Elisa Caroline, 19 anos, caminha com a filha Júlia, 2, no colo por longas distâncias até chegar a uma poça d’água para lavar roupa na comunidade Pesqueiro
A seca passada que pode se tornar o futuro
A última atualização do Monitoramento de Secas e Impactos no Brasil a partir do Centro Nacional de Monitoramento e Alertas de Desastres Naturais (Cemaden) mostra que, No mês de agosto, o estado do Amazonas teve quatro municípios em seca extrema, 36 em seca severa e 22 em seca moderada.. Segundo dados publicados no dia 3 de setembro, a previsão para o mês é de oito municípios com seca extrema, 42 com seca severa e 12 com seca moderada.
Segundo José Antônio Marengo, Coordenador Geral de Pesquisa e Desenvolvimento do Cemaden, a seca que atingirá a Amazônia em 2024 é a mesma de 2023, e não uma nova. “Neste momento podemos dizer que é mais grave que no ano passado, porque, na verdade, esta seca de 2024 já tinha começado em 2023. Em 2023, o nível dos rios caiu em setembro, choveu um pouco em janeiro, mas depois voltou a cair. Ou seja, a situação das chuvas de verão foi muito fraca e não valeu a pena. Desta vez não chove nada e isso aliado às altas temperaturas está fazendo com que o nível dos rios caia muito, pior que no ano passado”, afirma.
Marengo comenta que o que se esperava era que, terminado o fenômeno El Niño, as chuvas voltassem ao normal, mas isso não aconteceu, levando à continuação da seca. Questionado sobre as previsões para o final do ano e início de 2025, aponta o perigo de mais um período de seca. “Não é mais uma seca, é uma continuação da seca do ano passado. Se não chover em outubro, poderemos ver esta seca continuar no verão de 2025, que é a nossa maior preocupação.
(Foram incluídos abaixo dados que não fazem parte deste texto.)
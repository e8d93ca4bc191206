//! Package and requirements-file vulnerability scanning

use std::sync::Arc;

use futures::stream::{self, StreamExt};

use crate::error::Result;
use crate::pypi::requirements::{read_requirements_file, Requirement};
use crate::pypi::utils::{sanitize_package_name, sanitize_version};
use crate::pypi::PypiClient;
use crate::security::osv::OsvClient;
use crate::security::types::{PackageScan, SecurityReport, SeveritySummary, SkippedRequirement};

/// Packages scanned concurrently for a requirements file
pub const SCAN_CONCURRENCY: usize = 8;

/// Scans packages against the OSV database
pub struct SecurityScanner {
    pypi: Arc<PypiClient>,
    osv: OsvClient,
}

impl SecurityScanner {
    /// Create a scanner sharing the PyPI client's HTTP wrapper and cache
    pub fn new(pypi: Arc<PypiClient>, osv_url: impl Into<String>) -> Self {
        let osv = OsvClient::new(pypi.http().clone(), osv_url);
        Self { pypi, osv }
    }

    /// Scan one package version; the latest release when no version is given
    pub async fn scan_package(&self, name: &str, version: Option<&str>) -> Result<PackageScan> {
        let name = sanitize_package_name(name)?;
        let version = match version {
            Some(v) => sanitize_version(v)?,
            None => self.pypi.get_latest_version(&name).await?.version,
        };

        let findings = self
            .osv
            .query(&name, &version)
            .await?
            .into_iter()
            .map(|v| v.into_finding(&name))
            .collect();

        let scan = PackageScan::new(name, version, findings);
        tracing::info!(
            "Scanned {} {}: {} vulnerabilities",
            scan.package,
            scan.version,
            scan.vulnerabilities.len()
        );
        Ok(scan)
    }

    /// Pinned version, else the highest stable release the specifier allows
    async fn scan_requirement(&self, req: &Requirement) -> Result<PackageScan> {
        let version = self.pypi.resolve_version(&req.name, &req.specifier).await?;
        self.scan_package(&req.name, Some(&version)).await
    }

    /// Scan every requirement of a requirements file
    pub async fn scan_requirements_file(&self, path: &str) -> Result<SecurityReport> {
        let lines = read_requirements_file(path)?;
        let mut skipped = Vec::new();
        let mut targets: Vec<(usize, String, Requirement)> = Vec::new();

        for line in lines {
            match line.requirement {
                Ok(req) if req.url.is_some() => skipped.push(SkippedRequirement {
                    line: line.line_number,
                    requirement: line.text,
                    reason: "direct URL requirements are not scanned".to_string(),
                }),
                Ok(req) => targets.push((line.line_number, line.text, req)),
                Err(reason) => skipped.push(SkippedRequirement {
                    line: line.line_number,
                    requirement: line.text,
                    reason,
                }),
            }
        }

        let outcomes: Vec<std::result::Result<PackageScan, SkippedRequirement>> =
            stream::iter(targets)
                .map(|(line, text, req)| async move {
                    self.scan_requirement(&req).await.map_err(|e| {
                        tracing::warn!("Could not scan '{}': {}", text, e);
                        SkippedRequirement {
                            line,
                            requirement: text.clone(),
                            reason: e.to_string(),
                        }
                    })
                })
                .buffer_unordered(SCAN_CONCURRENCY)
                .collect()
                .await;

        let mut packages = Vec::new();
        for outcome in outcomes {
            match outcome {
                Ok(scan) => packages.push(scan),
                Err(skip) => skipped.push(skip),
            }
        }
        packages.sort_by_key(|scan| scan.package.to_ascii_lowercase());
        skipped.sort_by_key(|s| s.line);

        let summary = SeveritySummary::from_scans(&packages);
        Ok(SecurityReport {
            source: path.to_string(),
            packages,
            skipped,
            summary,
        })
    }
}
Se não chover na hora certa, poderemos repetir a situação atual, que já é ruim”, afirma.
Segundo Marengo, o fenômeno La Nina pode se intensificar acompanhado de chuvas na Amazônia, mas ele acha difícil que sejam chuvas abundantes, capazes de molhar o solo. “Por enquanto há um desequilíbrio, ar seco, solo seco, altas temperaturas, falta de chuva, muita radiação solar, isso é ideal para aumentar o risco de incêndio e reduzir o nível dos rios”, acrescenta.